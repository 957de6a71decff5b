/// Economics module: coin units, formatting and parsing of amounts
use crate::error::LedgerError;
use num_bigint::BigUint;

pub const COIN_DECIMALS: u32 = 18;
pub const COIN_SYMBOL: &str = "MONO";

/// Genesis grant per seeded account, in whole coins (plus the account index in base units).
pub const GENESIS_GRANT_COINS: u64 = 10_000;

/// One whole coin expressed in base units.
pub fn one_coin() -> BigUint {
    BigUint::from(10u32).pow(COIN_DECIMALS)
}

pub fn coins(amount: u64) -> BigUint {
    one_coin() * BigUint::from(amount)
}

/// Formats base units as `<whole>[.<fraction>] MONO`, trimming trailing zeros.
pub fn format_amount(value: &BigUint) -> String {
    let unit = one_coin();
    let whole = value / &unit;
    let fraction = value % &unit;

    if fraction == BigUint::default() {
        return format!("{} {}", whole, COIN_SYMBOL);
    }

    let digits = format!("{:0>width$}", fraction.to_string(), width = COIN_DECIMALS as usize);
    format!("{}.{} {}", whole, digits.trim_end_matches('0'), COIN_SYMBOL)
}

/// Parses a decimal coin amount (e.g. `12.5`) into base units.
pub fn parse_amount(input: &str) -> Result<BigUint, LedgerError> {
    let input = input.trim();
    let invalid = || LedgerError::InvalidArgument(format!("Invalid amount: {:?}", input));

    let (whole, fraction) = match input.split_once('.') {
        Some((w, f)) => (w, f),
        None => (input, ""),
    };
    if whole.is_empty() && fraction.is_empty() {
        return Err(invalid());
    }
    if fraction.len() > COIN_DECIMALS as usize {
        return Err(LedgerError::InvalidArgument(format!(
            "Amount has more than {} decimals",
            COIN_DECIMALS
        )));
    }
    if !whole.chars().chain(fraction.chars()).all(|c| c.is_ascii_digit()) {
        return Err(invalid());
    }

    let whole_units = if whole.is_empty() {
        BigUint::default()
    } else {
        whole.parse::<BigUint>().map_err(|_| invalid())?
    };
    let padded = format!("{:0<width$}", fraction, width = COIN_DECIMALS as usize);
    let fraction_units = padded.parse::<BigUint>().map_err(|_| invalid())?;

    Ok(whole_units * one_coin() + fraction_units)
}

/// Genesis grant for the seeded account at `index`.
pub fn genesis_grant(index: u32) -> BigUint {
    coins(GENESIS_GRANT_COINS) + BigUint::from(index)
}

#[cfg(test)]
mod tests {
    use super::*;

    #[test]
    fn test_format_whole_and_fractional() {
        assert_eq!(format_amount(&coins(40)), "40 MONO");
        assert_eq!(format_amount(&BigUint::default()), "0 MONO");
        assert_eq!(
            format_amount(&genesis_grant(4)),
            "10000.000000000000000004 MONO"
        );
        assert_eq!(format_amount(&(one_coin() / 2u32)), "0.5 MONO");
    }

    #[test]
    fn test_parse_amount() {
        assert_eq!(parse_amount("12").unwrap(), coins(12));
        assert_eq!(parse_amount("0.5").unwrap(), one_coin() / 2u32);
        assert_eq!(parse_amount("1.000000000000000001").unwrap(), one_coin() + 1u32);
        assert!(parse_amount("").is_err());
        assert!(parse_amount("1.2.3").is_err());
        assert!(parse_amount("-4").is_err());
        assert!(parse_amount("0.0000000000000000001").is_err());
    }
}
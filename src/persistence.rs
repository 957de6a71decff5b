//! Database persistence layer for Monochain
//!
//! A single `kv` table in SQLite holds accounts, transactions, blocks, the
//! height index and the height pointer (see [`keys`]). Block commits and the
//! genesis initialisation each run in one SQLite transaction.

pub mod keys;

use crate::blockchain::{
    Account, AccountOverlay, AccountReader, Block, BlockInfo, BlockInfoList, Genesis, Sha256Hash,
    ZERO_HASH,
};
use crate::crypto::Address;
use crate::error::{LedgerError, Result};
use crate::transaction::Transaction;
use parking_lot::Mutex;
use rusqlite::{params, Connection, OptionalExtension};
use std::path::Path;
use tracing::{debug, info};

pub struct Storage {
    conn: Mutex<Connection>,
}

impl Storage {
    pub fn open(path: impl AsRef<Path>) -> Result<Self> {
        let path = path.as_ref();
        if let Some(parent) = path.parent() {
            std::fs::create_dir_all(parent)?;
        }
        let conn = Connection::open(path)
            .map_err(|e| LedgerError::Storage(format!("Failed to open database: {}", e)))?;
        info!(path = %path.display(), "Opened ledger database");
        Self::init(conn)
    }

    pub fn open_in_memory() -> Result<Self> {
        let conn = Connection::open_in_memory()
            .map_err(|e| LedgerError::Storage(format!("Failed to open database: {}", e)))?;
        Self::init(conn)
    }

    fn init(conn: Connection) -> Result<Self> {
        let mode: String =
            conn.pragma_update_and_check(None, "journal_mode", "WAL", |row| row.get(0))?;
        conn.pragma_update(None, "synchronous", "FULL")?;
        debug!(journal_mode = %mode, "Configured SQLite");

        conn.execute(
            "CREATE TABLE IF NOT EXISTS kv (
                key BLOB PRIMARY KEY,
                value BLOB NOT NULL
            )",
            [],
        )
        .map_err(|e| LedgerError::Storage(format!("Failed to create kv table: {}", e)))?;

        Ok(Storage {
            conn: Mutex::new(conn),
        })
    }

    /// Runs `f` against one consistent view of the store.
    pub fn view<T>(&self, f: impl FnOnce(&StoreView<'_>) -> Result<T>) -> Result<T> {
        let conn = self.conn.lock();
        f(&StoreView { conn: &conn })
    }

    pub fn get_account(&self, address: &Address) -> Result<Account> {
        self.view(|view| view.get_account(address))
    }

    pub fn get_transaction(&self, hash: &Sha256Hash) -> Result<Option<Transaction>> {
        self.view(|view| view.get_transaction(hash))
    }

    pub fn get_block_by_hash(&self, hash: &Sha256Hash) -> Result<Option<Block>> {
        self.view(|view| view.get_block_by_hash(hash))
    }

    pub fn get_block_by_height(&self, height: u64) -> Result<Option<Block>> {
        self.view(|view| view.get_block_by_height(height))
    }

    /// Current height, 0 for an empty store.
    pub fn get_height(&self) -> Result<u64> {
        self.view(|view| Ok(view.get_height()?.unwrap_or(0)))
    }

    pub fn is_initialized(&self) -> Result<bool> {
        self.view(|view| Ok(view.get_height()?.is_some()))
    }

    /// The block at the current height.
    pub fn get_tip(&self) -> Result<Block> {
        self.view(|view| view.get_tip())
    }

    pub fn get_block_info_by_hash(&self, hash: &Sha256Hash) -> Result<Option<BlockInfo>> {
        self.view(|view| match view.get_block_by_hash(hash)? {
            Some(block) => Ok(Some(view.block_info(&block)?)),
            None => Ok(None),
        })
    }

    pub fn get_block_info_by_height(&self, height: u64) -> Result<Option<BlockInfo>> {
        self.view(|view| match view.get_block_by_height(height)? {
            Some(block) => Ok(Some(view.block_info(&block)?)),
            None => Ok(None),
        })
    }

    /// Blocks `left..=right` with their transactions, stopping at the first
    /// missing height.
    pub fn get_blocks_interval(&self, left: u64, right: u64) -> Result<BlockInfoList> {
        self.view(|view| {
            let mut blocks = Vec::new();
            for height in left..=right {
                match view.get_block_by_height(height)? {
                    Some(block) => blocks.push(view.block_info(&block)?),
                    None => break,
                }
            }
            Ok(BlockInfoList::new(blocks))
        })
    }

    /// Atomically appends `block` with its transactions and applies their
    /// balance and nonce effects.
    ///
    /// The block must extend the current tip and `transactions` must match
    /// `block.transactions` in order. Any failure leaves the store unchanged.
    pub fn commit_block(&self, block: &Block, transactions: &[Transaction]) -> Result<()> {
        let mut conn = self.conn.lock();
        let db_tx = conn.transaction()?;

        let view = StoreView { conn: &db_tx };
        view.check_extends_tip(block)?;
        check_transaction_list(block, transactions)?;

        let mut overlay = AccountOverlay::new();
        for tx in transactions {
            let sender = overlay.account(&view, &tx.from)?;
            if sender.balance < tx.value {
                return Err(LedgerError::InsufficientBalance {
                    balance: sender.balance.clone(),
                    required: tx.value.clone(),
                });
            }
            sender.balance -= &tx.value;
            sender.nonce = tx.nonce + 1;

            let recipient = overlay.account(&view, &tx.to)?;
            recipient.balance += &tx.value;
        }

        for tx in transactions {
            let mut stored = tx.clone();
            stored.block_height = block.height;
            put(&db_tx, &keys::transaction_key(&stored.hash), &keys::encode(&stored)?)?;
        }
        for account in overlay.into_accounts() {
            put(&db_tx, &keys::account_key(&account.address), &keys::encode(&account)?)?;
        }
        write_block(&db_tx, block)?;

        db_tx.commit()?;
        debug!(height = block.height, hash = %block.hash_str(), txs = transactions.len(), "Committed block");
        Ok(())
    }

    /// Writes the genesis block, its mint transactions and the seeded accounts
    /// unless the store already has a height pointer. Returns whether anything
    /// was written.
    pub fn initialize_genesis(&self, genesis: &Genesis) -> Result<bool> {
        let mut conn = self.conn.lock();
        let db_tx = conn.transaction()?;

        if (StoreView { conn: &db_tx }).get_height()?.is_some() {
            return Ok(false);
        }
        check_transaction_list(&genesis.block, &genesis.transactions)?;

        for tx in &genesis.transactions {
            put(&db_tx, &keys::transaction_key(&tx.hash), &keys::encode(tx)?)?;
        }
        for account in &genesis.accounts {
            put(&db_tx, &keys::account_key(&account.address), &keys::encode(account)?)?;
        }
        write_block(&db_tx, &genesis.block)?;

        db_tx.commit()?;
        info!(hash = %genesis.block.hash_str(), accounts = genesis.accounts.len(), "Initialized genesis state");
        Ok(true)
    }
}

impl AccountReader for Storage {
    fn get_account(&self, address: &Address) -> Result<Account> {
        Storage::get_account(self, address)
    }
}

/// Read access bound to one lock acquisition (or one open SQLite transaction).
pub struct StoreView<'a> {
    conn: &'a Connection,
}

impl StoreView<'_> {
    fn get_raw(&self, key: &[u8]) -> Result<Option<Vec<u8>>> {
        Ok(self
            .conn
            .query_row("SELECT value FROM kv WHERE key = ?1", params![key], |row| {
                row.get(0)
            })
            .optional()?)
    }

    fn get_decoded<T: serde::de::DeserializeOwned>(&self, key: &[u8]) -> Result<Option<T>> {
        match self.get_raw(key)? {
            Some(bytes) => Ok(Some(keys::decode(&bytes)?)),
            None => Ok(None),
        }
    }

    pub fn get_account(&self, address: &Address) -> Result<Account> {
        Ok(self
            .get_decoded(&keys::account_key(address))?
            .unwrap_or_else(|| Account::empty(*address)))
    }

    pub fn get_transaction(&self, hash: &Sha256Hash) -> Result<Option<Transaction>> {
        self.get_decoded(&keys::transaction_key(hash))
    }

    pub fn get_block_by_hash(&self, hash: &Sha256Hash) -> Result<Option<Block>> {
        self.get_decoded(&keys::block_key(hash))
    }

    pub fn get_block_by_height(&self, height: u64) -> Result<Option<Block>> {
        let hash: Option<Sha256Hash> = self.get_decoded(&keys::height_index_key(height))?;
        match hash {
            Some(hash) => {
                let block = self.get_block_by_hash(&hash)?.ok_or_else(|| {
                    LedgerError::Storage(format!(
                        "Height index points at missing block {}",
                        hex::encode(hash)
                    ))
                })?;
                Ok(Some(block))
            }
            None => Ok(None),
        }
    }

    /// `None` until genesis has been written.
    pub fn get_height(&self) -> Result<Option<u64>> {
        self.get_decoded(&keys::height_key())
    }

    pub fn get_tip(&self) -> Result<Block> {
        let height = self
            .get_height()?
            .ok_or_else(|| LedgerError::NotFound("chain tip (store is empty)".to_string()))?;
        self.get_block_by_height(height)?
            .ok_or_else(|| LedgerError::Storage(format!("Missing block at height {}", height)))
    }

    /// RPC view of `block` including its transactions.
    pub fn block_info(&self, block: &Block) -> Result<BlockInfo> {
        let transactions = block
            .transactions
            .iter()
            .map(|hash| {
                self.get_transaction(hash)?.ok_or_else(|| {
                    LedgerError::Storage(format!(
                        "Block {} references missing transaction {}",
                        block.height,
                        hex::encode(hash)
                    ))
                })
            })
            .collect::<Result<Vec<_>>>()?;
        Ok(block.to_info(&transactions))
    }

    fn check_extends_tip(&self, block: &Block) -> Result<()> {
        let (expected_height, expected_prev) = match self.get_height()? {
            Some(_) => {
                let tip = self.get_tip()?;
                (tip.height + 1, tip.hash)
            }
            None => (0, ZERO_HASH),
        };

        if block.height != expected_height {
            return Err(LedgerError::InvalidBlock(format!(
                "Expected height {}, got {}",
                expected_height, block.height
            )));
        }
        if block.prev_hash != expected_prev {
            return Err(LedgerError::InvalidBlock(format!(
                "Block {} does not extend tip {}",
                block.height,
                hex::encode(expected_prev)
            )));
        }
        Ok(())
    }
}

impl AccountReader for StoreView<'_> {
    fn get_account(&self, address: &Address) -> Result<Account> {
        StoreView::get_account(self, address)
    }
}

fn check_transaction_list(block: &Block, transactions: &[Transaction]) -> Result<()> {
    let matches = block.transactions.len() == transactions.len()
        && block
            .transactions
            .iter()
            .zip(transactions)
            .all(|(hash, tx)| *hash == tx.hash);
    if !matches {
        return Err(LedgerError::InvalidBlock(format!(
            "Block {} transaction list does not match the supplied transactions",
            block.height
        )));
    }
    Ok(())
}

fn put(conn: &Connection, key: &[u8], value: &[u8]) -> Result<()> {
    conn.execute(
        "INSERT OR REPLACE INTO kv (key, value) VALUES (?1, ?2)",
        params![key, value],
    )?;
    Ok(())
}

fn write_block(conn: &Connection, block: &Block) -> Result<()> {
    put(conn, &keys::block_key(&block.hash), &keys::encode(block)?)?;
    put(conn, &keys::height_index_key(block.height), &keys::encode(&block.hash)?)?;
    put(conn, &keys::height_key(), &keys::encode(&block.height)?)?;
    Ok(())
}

_ _ _ _ _

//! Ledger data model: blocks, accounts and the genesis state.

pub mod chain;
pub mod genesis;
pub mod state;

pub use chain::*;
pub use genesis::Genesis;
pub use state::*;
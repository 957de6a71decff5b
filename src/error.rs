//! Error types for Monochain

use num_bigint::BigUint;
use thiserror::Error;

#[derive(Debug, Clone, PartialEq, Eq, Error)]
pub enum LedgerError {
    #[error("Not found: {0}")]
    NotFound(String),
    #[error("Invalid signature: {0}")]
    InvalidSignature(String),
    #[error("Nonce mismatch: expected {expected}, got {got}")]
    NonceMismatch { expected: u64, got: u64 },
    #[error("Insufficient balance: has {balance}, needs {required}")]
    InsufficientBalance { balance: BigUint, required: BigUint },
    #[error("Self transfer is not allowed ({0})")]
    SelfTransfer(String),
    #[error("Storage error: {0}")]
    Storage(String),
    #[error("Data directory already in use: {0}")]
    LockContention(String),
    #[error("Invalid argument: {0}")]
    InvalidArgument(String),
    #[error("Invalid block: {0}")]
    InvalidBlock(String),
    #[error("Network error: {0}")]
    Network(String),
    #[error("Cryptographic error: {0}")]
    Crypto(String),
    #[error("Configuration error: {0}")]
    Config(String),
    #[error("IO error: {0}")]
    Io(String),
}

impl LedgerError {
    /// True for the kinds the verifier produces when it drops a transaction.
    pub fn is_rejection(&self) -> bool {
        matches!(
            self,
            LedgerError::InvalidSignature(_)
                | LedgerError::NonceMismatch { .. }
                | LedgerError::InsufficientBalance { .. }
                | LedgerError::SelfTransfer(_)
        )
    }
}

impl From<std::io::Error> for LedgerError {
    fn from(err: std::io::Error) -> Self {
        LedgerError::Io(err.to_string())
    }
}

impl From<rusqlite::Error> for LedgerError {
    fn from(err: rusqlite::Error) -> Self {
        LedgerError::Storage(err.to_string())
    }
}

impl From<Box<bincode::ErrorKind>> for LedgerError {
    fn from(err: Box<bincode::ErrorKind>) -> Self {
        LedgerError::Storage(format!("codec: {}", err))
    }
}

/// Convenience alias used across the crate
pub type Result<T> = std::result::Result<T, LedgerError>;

_ _ _ _ _

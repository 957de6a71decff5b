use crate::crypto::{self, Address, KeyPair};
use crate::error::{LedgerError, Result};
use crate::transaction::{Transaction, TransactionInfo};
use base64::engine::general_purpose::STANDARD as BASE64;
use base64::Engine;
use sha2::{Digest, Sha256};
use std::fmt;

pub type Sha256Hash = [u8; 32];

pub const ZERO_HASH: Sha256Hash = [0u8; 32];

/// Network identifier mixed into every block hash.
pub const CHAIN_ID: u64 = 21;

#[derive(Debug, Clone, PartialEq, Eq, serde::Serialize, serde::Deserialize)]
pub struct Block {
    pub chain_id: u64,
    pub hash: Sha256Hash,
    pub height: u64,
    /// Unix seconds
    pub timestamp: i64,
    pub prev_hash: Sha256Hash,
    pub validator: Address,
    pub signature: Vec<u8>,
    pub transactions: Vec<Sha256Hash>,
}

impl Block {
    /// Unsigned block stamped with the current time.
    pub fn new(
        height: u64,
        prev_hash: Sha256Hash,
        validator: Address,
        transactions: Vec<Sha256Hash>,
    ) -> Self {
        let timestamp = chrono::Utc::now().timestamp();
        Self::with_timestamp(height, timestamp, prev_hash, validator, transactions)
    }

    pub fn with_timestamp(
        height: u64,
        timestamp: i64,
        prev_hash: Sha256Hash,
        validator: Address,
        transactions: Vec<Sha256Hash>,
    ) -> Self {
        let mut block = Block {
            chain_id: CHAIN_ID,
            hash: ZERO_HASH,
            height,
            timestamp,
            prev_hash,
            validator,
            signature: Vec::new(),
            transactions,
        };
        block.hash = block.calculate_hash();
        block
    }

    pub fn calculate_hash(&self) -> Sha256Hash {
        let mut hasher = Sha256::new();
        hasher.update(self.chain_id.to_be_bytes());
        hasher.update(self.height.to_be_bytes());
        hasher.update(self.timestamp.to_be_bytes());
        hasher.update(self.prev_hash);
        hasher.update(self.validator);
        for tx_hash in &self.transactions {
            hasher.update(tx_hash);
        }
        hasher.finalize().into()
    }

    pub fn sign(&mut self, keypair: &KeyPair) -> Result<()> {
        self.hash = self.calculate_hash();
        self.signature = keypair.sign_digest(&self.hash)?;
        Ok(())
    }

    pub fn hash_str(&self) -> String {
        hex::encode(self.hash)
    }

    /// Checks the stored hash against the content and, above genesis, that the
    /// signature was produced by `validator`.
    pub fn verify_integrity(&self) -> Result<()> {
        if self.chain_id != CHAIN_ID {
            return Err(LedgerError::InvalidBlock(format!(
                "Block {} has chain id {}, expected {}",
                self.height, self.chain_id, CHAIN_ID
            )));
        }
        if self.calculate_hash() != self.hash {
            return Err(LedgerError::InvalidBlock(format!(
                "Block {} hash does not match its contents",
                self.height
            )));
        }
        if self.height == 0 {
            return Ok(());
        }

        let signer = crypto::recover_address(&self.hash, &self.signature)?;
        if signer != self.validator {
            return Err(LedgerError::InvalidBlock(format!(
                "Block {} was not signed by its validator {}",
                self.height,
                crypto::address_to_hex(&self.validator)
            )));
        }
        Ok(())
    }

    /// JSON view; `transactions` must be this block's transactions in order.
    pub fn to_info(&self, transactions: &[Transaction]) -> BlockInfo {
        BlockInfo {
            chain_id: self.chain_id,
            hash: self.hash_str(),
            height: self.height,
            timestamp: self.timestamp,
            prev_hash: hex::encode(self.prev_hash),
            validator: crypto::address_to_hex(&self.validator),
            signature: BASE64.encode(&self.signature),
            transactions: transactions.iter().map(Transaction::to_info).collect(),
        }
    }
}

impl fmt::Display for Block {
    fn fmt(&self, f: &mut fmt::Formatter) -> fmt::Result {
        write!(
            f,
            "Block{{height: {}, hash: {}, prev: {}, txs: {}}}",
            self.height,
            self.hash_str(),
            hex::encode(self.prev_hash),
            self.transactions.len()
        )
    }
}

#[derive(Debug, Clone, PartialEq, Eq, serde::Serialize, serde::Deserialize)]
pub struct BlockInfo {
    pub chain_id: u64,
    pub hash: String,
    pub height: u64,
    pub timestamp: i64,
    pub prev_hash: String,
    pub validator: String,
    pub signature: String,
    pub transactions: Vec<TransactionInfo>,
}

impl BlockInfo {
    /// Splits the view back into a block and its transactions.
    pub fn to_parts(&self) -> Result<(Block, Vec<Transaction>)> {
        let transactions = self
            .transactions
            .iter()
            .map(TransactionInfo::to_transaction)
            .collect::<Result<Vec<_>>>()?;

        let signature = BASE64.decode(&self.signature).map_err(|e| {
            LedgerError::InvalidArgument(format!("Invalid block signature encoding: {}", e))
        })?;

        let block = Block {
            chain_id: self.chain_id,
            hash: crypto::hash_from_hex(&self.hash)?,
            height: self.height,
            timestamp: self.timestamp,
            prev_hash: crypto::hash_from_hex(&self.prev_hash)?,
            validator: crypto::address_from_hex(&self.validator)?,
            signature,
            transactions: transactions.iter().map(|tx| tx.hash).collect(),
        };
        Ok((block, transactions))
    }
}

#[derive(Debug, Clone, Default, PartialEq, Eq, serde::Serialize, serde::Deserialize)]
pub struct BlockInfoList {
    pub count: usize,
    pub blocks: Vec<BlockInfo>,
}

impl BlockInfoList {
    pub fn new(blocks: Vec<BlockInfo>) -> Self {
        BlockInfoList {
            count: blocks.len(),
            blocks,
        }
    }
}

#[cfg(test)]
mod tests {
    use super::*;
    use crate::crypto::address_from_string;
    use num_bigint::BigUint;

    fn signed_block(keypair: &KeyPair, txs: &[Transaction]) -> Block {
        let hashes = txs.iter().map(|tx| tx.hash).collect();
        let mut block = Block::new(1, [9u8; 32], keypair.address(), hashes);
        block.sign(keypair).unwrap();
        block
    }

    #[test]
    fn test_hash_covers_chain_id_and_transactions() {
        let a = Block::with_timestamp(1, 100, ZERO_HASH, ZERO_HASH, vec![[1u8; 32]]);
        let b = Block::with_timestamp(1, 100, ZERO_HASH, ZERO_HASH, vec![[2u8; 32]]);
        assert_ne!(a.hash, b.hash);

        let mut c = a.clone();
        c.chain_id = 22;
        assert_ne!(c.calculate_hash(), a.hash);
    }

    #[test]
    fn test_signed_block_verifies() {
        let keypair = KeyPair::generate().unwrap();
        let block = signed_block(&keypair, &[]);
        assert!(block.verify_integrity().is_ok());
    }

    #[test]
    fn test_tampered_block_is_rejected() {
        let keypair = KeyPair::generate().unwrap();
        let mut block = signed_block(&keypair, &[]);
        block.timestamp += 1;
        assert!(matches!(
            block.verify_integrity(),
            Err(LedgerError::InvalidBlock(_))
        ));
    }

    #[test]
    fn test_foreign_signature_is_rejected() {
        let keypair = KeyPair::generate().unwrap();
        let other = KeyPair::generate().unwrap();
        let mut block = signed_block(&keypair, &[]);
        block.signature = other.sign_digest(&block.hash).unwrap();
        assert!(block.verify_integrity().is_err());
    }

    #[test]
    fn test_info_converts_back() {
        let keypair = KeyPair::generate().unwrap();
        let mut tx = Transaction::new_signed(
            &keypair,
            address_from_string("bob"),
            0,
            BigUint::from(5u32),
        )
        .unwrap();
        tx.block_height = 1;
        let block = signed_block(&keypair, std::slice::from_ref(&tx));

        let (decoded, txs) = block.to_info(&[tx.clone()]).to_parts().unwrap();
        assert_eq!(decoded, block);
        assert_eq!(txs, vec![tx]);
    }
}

_ _ _ _ _

For the word "sender", show every line of the entries that holds it.

            let sender = overlay.account(&view, &tx.from)?;
            if sender.balance < tx.value {
                    balance: sender.balance.clone(),
            sender.balance -= &tx.value;
            sender.nonce = tx.nonce + 1;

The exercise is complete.